Stored data entries
--

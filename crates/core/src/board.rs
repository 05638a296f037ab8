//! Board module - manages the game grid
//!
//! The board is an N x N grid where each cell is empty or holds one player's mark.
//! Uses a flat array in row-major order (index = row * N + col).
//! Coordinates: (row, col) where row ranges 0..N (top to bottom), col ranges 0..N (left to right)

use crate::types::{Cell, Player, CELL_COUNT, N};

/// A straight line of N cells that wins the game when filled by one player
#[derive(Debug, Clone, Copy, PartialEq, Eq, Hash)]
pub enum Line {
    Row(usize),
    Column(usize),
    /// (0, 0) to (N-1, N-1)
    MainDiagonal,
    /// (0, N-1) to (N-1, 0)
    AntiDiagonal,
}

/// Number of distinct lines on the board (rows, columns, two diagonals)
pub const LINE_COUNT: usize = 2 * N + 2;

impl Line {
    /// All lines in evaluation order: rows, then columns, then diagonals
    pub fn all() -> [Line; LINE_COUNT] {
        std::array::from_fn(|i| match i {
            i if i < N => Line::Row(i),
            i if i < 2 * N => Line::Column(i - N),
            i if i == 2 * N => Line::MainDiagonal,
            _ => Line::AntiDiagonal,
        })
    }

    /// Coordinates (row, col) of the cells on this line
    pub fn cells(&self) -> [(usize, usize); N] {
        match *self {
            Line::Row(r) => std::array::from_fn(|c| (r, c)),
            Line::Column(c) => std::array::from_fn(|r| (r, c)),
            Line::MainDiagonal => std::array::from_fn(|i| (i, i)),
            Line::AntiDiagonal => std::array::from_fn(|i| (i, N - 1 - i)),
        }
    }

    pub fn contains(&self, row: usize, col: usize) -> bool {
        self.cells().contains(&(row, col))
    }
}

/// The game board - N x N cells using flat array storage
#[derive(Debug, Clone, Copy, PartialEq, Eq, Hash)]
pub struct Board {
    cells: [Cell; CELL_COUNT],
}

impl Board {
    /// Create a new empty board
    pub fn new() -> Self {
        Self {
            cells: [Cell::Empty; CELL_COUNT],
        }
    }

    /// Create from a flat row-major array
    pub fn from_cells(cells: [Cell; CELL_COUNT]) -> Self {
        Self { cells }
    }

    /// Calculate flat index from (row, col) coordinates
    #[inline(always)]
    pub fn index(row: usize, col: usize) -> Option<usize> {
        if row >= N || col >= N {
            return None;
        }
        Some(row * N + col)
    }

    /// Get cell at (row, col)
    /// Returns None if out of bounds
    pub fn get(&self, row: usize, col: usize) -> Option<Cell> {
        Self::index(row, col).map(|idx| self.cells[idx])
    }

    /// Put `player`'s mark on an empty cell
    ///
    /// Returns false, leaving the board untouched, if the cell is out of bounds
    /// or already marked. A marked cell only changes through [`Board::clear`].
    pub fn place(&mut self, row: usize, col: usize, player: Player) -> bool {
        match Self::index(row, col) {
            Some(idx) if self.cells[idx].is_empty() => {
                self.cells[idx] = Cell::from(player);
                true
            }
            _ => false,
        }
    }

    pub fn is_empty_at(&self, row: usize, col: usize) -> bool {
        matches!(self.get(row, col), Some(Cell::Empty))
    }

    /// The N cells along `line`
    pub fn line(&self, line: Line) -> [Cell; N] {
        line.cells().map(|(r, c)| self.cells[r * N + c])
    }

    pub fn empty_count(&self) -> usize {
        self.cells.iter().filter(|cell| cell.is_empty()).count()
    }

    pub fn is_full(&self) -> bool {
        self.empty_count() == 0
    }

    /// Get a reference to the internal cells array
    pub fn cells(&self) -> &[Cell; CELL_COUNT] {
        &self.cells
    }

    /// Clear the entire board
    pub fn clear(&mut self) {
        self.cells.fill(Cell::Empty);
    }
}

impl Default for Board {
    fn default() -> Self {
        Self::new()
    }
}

--

▶ EXERCISE GOAL: Return each line of the data above that includes the word "Create".

▶ REPLY TO THE TASK:
    /// Create a new empty board
    /// Create from a flat row-major array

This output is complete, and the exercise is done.